Pebble-mound mice are the only mammals to create mounds of small stones around their burrows. The mice carry the pebbles in their mouths in a radius of 3 to 5 m around the nest and move them into location with their forelimbs. Mounds may cover areas of up to 10 m2 and include up to 50 kg of pebbles, concentrated near burrow entrances, above burrows, and against trees. Because resources are sparse, home ranges tend to be relatively large and may be greater than 5 ha.

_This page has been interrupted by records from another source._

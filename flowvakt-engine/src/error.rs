use thiserror::Error;
use tokio::task::JoinError;

use flowvakt_capture::CaptureError;
use flowvakt_core::events::EventError;
use flowvakt_core::packet::Direction;

#[derive(Debug, Error)]
pub enum RuntimeError {
    #[error("Event bus error: {0}")]
    EventBus(#[from] EventError),

    #[error("Metrics registry error: {0}")]
    Metrics(#[from] prometheus::Error),

    #[error("Capture error: {0}")]
    Capture(#[from] CaptureError),

    #[error("{0} capture is already attached")]
    AlreadyAttached(Direction),

    #[error("Event processing error: {0}")]
    Processing(String),

    #[error("Report serialization error: {0}")]
    Report(#[from] serde_yaml::Error),

    #[error("I/O error: {0}")]
    Io(#[from] std::io::Error),
}

impl From<JoinError> for RuntimeError {
    fn from(err: JoinError) -> Self {
        RuntimeError::Processing(err.to_string())
    }
}
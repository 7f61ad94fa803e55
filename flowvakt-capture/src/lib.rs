//! flowvakt‑capture
//!
//! Attachment points for the packet pipelines. Each observed direction of an
//! interface is its own pcap handle, filtered in the kernel by direction, so
//! ingress and egress can be started and stopped independently.

pub mod capture;
pub mod error;
pub mod frame;

pub use capture::{list_interfaces, InterfaceInfo, LiveCapture};
pub use error::CaptureError;
pub use frame::Frame;
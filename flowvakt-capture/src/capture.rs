use std::net::IpAddr;
use std::sync::atomic::{AtomicBool, Ordering};

use flowvakt_config::CaptureConfig;
use flowvakt_core::packet::Direction;
use pcap::{Active, Capture, Device};
use tracing::{debug, info};

use crate::error::CaptureError;
use crate::frame::Frame;

/// A capture device as reported by libpcap.
#[derive(Debug, Clone, PartialEq, Eq)]
pub struct InterfaceInfo {
    pub name: String,
    pub description: Option<String>,
    pub addresses: Vec<IpAddr>,
    pub up: bool,
    pub loopback: bool,
}

impl From<Device> for InterfaceInfo {
    fn from(device: Device) -> Self {
        InterfaceInfo {
            up: device.flags.is_up(),
            loopback: device.flags.is_loopback(),
            addresses: device.addresses.iter().map(|a| a.addr).collect(),
            description: device.desc,
            name: device.name,
        }
    }
}

/// Lists capture devices.
pub fn list_interfaces() -> Result<Vec<InterfaceInfo>, CaptureError> {
    Ok(Device::list()?
        .into_iter()
        .map(InterfaceInfo::from)
        .collect())
}

/// Maps a pipeline direction onto the kernel's capture direction filter.
pub fn pcap_direction(direction: Direction) -> pcap::Direction {
    match direction {
        Direction::Inbound => pcap::Direction::In,
        Direction::Outbound => pcap::Direction::Out,
    }
}

/// A live, direction-filtered capture on one interface.
pub struct LiveCapture {
    capture: Capture<Active>,
    interface: String,
    direction: Direction,
}

impl LiveCapture {
    /// Opens `config.interface` and restricts it to frames travelling in
    /// `direction`.
    pub fn open(config: &CaptureConfig, direction: Direction) -> Result<Self, CaptureError> {
        let devices = Device::list()?;
        let available: Vec<String> = devices.iter().map(|d| d.name.clone()).collect();
        let device = devices
            .into_iter()
            .find(|d| d.name == config.interface)
            .ok_or_else(|| CaptureError::DeviceNotFound {
                name: config.interface.clone(),
                available,
            })?;

        let buffer_size =
            i32::try_from(config.buffer_size).map_err(|_| CaptureError::InvalidSetting {
                setting: "buffer_size",
                value: config.buffer_size,
            })?;

        let capture = Capture::from_device(device)?
            .promisc(config.promiscuous)
            .snaplen(config.snaplen)
            .buffer_size(buffer_size)
            .timeout(config.timeout_ms)
            .immediate_mode(true)
            .open()?;
        capture.direction(pcap_direction(direction))?;

        info!(
            interface = %config.interface,
            %direction,
            snaplen = config.snaplen,
            "Capture attached"
        );

        Ok(LiveCapture {
            capture,
            interface: config.interface.clone(),
            direction,
        })
    }

    pub fn direction(&self) -> Direction {
        self.direction
    }

    /// Delivers frames to `callback` until `terminate` is set or the capture
    /// fails. Returns the number of frames delivered.
    ///
    /// `terminate` is polled at least once per read timeout.
    pub fn run<F>(&mut self, terminate: &AtomicBool, mut callback: F) -> Result<u64, CaptureError>
    where
        F: FnMut(Frame<'_>),
    {
        let mut delivered = 0u64;
        while !terminate.load(Ordering::Relaxed) {
            match self.capture.next_packet() {
                Ok(packet) => {
                    callback(Frame::new(packet.data, packet.header.len));
                    delivered += 1;
                }
                Err(pcap::Error::TimeoutExpired) => continue,
                Err(e) => return Err(e.into()),
            }
        }

        if let Ok(stats) = self.capture.stats() {
            debug!(
                interface = %self.interface,
                direction = %self.direction,
                received = stats.received,
                dropped = stats.dropped,
                if_dropped = stats.if_dropped,
                "Capture detached"
            );
        }
        Ok(delivered)
    }
}
//! ## flowvakt-core::flow
//! **Canonical flow identity and per-flow counters**
//!
//! - `key`: direction-invariant 5-tuple
//! - `metrics`: counters and derived statistics for one flow
//! - `store`: concurrent flow table with atomic create-or-update

pub mod key;
pub mod metrics;
pub mod store;

pub use key::{build_key, FlowKey};
pub use metrics::{FlowMetrics, FlowStats};
pub use store::{FlowEntry, FlowMetricsStore, FlowUpdate};
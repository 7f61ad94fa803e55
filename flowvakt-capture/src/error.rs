use thiserror::Error;

#[derive(Debug, Error)]
pub enum CaptureError {
    #[error("Device '{name}' not found (available: {})", available.join(", "))]
    DeviceNotFound {
        name: String,
        available: Vec<String>,
    },

    #[error("Capture setting {setting} out of range: {value}")]
    InvalidSetting { setting: &'static str, value: usize },

    #[error("pcap error: {0}")]
    Pcap(#[from] pcap::Error),
}
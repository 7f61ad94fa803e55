//! ## flowvakt-telemetry::logging
//! **Process-wide `tracing` subscriber**
//!
//! `RUST_LOG` wins over the configured level, so a single run can be turned
//! up to `trace` (one line per packet) without editing configuration.

use tracing_subscriber::fmt::format::FmtSpan;
use tracing_subscriber::{fmt, EnvFilter};

pub type InitError = Box<dyn std::error::Error + Send + Sync + 'static>;

#[derive(Clone)]
pub struct EventLogger;

impl EventLogger {
    /// Installs the global subscriber. Fails if one is already installed.
    pub fn init(default_level: &str) -> Result<(), InitError> {
        fmt()
            .with_env_filter(Self::filter(
                std::env::var(EnvFilter::DEFAULT_ENV).ok(),
                default_level,
            ))
            .with_thread_names(true)
            .with_span_events(FmtSpan::CLOSE)
            .try_init()
    }

    fn filter(from_env: Option<String>, default_level: &str) -> EnvFilter {
        from_env
            .and_then(|directives| EnvFilter::try_new(directives).ok())
            .or_else(|| EnvFilter::try_new(default_level).ok())
            .unwrap_or_else(|| EnvFilter::new("info"))
    }
}
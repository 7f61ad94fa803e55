use std::fs::File;
use std::io::BufWriter;
use std::path::PathBuf;
use std::sync::Arc;

use anyhow::{anyhow, Context};
use clap::{Args, Parser, Subcommand};
use tracing::{info, warn};
use validator::Validate;

use flowvakt_capture::{list_interfaces, CaptureError, InterfaceInfo};
use flowvakt_config::FlowvaktConfig;
use flowvakt_engine::{EventProcessor, RecordWriter, Runtime, RuntimeError, TraceProcessor};
use flowvakt_telemetry::EventLogger;

#[derive(Parser)]
#[command(version, about)]
pub struct Cli {
    #[command(subcommand)]
    pub command: Commands,
}

#[derive(Subcommand)]
pub enum Commands {
    /// Observe live traffic and track per-flow counters
    Run(RunArgs),
    /// List capture devices
    Interfaces,
}

#[derive(Args, Debug, Clone, Default)]
pub struct RunArgs {
    /// Interface to observe; overrides `capture.interface`
    #[arg(short, long)]
    pub interface: Option<String>,
    /// Configuration file; defaults to the `config/` hierarchy
    #[arg(short, long)]
    pub config: Option<PathBuf>,
    /// Do not observe traffic arriving at the interface
    #[arg(long)]
    pub no_ingress: bool,
    /// Do not observe traffic leaving the interface
    #[arg(long)]
    pub no_egress: bool,
    /// Write the flow table as YAML on exit
    #[arg(long)]
    pub snapshot: Option<PathBuf>,
    /// Append every packet record, in wire layout, to this file
    #[arg(long)]
    pub events: Option<PathBuf>,
    /// Write Prometheus metrics in text format on exit
    #[arg(long)]
    pub metrics: Option<PathBuf>,
}

impl RunArgs {
    fn load_config(&self) -> anyhow::Result<FlowvaktConfig> {
        let mut config = match &self.config {
            Some(path) => FlowvaktConfig::load_from_path(path)?,
            None => FlowvaktConfig::load()?,
        };
        self.apply(&mut config);
        config.validate().context("Invalid command line overrides")?;
        Ok(config)
    }

    fn apply(&self, config: &mut FlowvaktConfig) {
        if let Some(interface) = &self.interface {
            config.capture.interface = interface.clone();
        }
        if self.no_ingress {
            config.capture.ingress = false;
        }
        if self.no_egress {
            config.capture.egress = false;
        }
    }

    fn processor(&self) -> anyhow::Result<Arc<dyn EventProcessor>> {
        Ok(match &self.events {
            Some(path) => {
                let file = File::create(path)
                    .with_context(|| format!("Cannot create {}", path.display()))?;
                Arc::new(RecordWriter::new(BufWriter::new(file)))
            }
            None => Arc::new(TraceProcessor),
        })
    }
}

pub async fn run(args: RunArgs) -> anyhow::Result<()> {
    let config = args.load_config()?;
    EventLogger::init(&config.telemetry.log_level).map_err(|e| anyhow!(e))?;

    let runtime = Runtime::new(config)?;
    let processor = args.processor()?;

    let shutdown = async {
        if let Err(err) = tokio::signal::ctrl_c().await {
            warn!(error = %err, "Cannot listen for Ctrl-C, stopping");
        }
    };

    let summary = match runtime.run(processor, shutdown).await {
        Ok(summary) => summary,
        Err(RuntimeError::Capture(CaptureError::DeviceNotFound { name, .. })) => {
            eprintln!("Interface '{name}' not found. Available interfaces:");
            print_interfaces(&list_interfaces()?);
            return Err(anyhow!("Interface '{name}' not found"));
        }
        Err(err) => return Err(err.into()),
    };

    info!(?summary, "Stopped");
    for (direction, frames) in &summary.frames {
        println!("{direction:>8}: {frames} frames");
    }
    println!(
        "  events: {} processed, {} dropped",
        summary.events_processed, summary.events_dropped
    );
    println!("   flows: {} active", summary.active_flows);

    if let Some(path) = &args.snapshot {
        runtime
            .report()
            .save(path)
            .with_context(|| format!("Cannot write snapshot to {}", path.display()))?;
        println!("Flow table written to {}", path.display());
    }
    if let Some(path) = &args.metrics {
        std::fs::write(path, runtime.metrics().gather_metrics()?)
            .with_context(|| format!("Cannot write metrics to {}", path.display()))?;
    }
    Ok(())
}

pub fn interfaces() -> anyhow::Result<()> {
    print_interfaces(&list_interfaces()?);
    Ok(())
}

fn print_interfaces(interfaces: &[InterfaceInfo]) {
    for interface in interfaces {
        let state = match (interface.up, interface.loopback) {
            (true, true) => "up, loopback",
            (true, false) => "up",
            (false, true) => "down, loopback",
            (false, false) => "down",
        };
        let addresses: Vec<String> = interface.addresses.iter().map(|a| a.to_string()).collect();
        println!("{:<16} [{}] {}", interface.name, state, addresses.join(" "));
        if let Some(description) = &interface.description {
            println!("{:<16} {}", "", description);
        }
    }
}

#[cfg(test)]
mod tests {
    use super::*;
    use clap::CommandFactory;

    #[test]
    fn cli_definition_is_consistent() {
        Cli::command().debug_assert();
    }

    #[test]
    fn parses_run_flags() {
        let cli = Cli::try_parse_from([
            "flowvakt",
            "run",
            "-i",
            "br-lan",
            "--no-egress",
            "--snapshot",
            "flows.yaml",
        ])
        .unwrap();
        let Commands::Run(args) = cli.command else {
            panic!("expected run");
        };
        assert_eq!(args.interface.as_deref(), Some("br-lan"));
        assert!(args.no_egress && !args.no_ingress);
        assert_eq!(args.snapshot, Some(PathBuf::from("flows.yaml")));
    }

    #[test]
    fn overrides_apply_on_top_of_config() {
        let args = RunArgs {
            interface: Some("wlan0".into()),
            no_ingress: true,
            ..RunArgs::default()
        };
        let mut config = FlowvaktConfig::default();
        args.apply(&mut config);

        assert_eq!(config.capture.interface, "wlan0");
        assert!(!config.capture.ingress);
        assert!(config.capture.egress);
        config.validate().unwrap();
    }

    #[test]
    fn disabling_both_directions_fails_validation() {
        let args = RunArgs {
            no_ingress: true,
            no_egress: true,
            ..RunArgs::default()
        };
        let mut config = FlowvaktConfig::default();
        args.apply(&mut config);
        assert!(config.validate().is_err());
    }
}
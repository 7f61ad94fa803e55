//! ## flowvakt-protocols::transport
//! TCP/UDP port and flag extraction.

use flowvakt_core::packet::{TcpFlags, TransportProtocol};
use flowvakt_core::time::Clock;

use crate::error::SkipReason;

pub const TCP_HDR_LEN: usize = 20;
pub const UDP_HDR_LEN: usize = 8;

/// Bytes a caller must have past the network header before classifying:
/// room for the larger of the two transport headers, whichever protocol the
/// packet actually carries.
pub const TRANSPORT_PROBE_LEN: usize = if TCP_HDR_LEN > UDP_HDR_LEN {
    TCP_HDR_LEN
} else {
    UDP_HDR_LEN
};

const TCP_FLAGS_OFFSET: usize = 13;
const TCP_FIN: u8 = 0x01;
const TCP_SYN: u8 = 0x02;
const TCP_ACK: u8 = 0x10;

/// Transport-layer fields of a classified packet.
#[derive(Clone, Copy, Debug, PartialEq, Eq)]
pub struct TransportLayer {
    pub src_port: u16,
    pub dst_port: u16,
    pub flags: TcpFlags,
    /// Taken from `clock` at classification time.
    pub timestamp: u64,
}

/// Reads ports (and TCP flags) from the transport header at `offset`.
///
/// The header is still bounds-checked here, so a caller that skipped its
/// own probe gets a skip rather than a panic.
#[inline]
pub fn parse_transport(
    frame: &[u8],
    offset: usize,
    protocol: TransportProtocol,
    clock: &dyn Clock,
) -> Result<TransportLayer, SkipReason> {
    let header_len = match protocol {
        TransportProtocol::Tcp => TCP_HDR_LEN,
        TransportProtocol::Udp => UDP_HDR_LEN,
    };
    let header = offset
        .checked_add(header_len)
        .and_then(|end| frame.get(offset..end))
        .ok_or(SkipReason::TruncatedTransport)?;

    let src_port = u16::from_be_bytes([header[0], header[1]]);
    let dst_port = u16::from_be_bytes([header[2], header[3]]);

    let flags = match protocol {
        TransportProtocol::Tcp => {
            let bits = header[TCP_FLAGS_OFFSET];
            TcpFlags {
                syn: bits & TCP_SYN != 0,
                ack: bits & TCP_ACK != 0,
                fin: bits & TCP_FIN != 0,
            }
        }
        TransportProtocol::Udp => TcpFlags::default(),
    };

    Ok(TransportLayer {
        src_port,
        dst_port,
        flags,
        timestamp: clock.now_ns(),
    })
}
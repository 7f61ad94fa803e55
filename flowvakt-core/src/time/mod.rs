//! ## flowvakt-core::time
//! **Monotonic clocks for packet timestamps**
//!
//! Pipelines stamp records at classification time, not from the packet.
//! `MonotonicClock` is used live; `VirtualClock` lets tests and replays
//! drive time explicitly.

use std::sync::atomic::{AtomicU64, Ordering};
use std::sync::Arc;
use std::time::Instant;

/// Source of monotonic nanosecond timestamps.
pub trait Clock: Send + Sync {
    fn now_ns(&self) -> u64;
}

/// Nanoseconds elapsed since the clock was created.
#[derive(Clone, Copy, Debug)]
pub struct MonotonicClock {
    epoch: Instant,
}

impl MonotonicClock {
    pub fn new() -> Self {
        Self {
            epoch: Instant::now(),
        }
    }
}

impl Default for MonotonicClock {
    fn default() -> Self {
        Self::new()
    }
}

impl Clock for MonotonicClock {
    #[inline]
    fn now_ns(&self) -> u64 {
        u64::try_from(self.epoch.elapsed().as_nanos()).unwrap_or(u64::MAX)
    }
}

/// Manually advanced clock. Clones share the same time.
#[derive(Clone, Debug, Default)]
pub struct VirtualClock {
    offset: Arc<AtomicU64>, // Nanoseconds
}

impl VirtualClock {
    pub fn new(start_ns: u64) -> Self {
        Self {
            offset: Arc::new(AtomicU64::new(start_ns)),
        }
    }

    pub fn advance(&self, ns: u64) {
        self.offset.fetch_add(ns, Ordering::Release);
    }

    pub fn set(&self, ns: u64) {
        self.offset.store(ns, Ordering::Release);
    }
}

impl Clock for VirtualClock {
    #[inline]
    fn now_ns(&self) -> u64 {
        self.offset.load(Ordering::Acquire)
    }
}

The function of the mounds may be one of protection against predators. Pebble mounds are at the center of social life at least in the two best-studied species, the western and eastern pebble-mound mice. In western pebble-mound mice, mounds have been found to contain up to 14 individuals, but social groups in eastern pebble-mound mice are smaller. Young animals are raised in the mounds. For unclear reasons, females visit and manipulate different mounds. Females only disperse to adjacent mounds, but males may move longer distances, though they remain in pebbly areas. Male eastern pebble-mound mice may move up to 2 km in a single night.

==Conservation==
The IUCN currently lists three of the four species as "Least Concern" because of their wide distribution and occurrence in protected areas. The population size of the central pebble-mound mouse appears to be stable and while the western and eastern species are declining, their decline is unlikely to be fast enough to qualify for one of the IUCN's other categories. The Kakadu pebble-mound mouse is listed as "Vulnerable" because of its small and declining distribution and because it does not occur in meaningful protected areas.

==Literature cited==
- Aplin, K. (2016). "Pseudomys johnsoni"
- Breed, Bill (2007). "Native Mice and Rats"
- Burnett, S. (2016). "Pseudomys patrius"
- Ford, Fred (2006). "A splitting headache: relationships and generic boundaries among Australian murids: SYSTEMATICS OF AUSTRALIAN MURIDS"
- Ford, Fred (2007). "Eroding abodes and vanished bridges: historical biogeography of the substrate specialist pebble-mound mice ( Pseudomys )"
- Menkhorst, Peter (2001). "A Field Guide to the Mammals of Australia"
- Burbidge, A.A. (2016). "Pseudomys chapmani"
- Musser, G.G. (2005). "Mammal Species of the World: a taxonomic and geographic reference"
- Woinarski, J. (2016). "Pseudomys calabyi"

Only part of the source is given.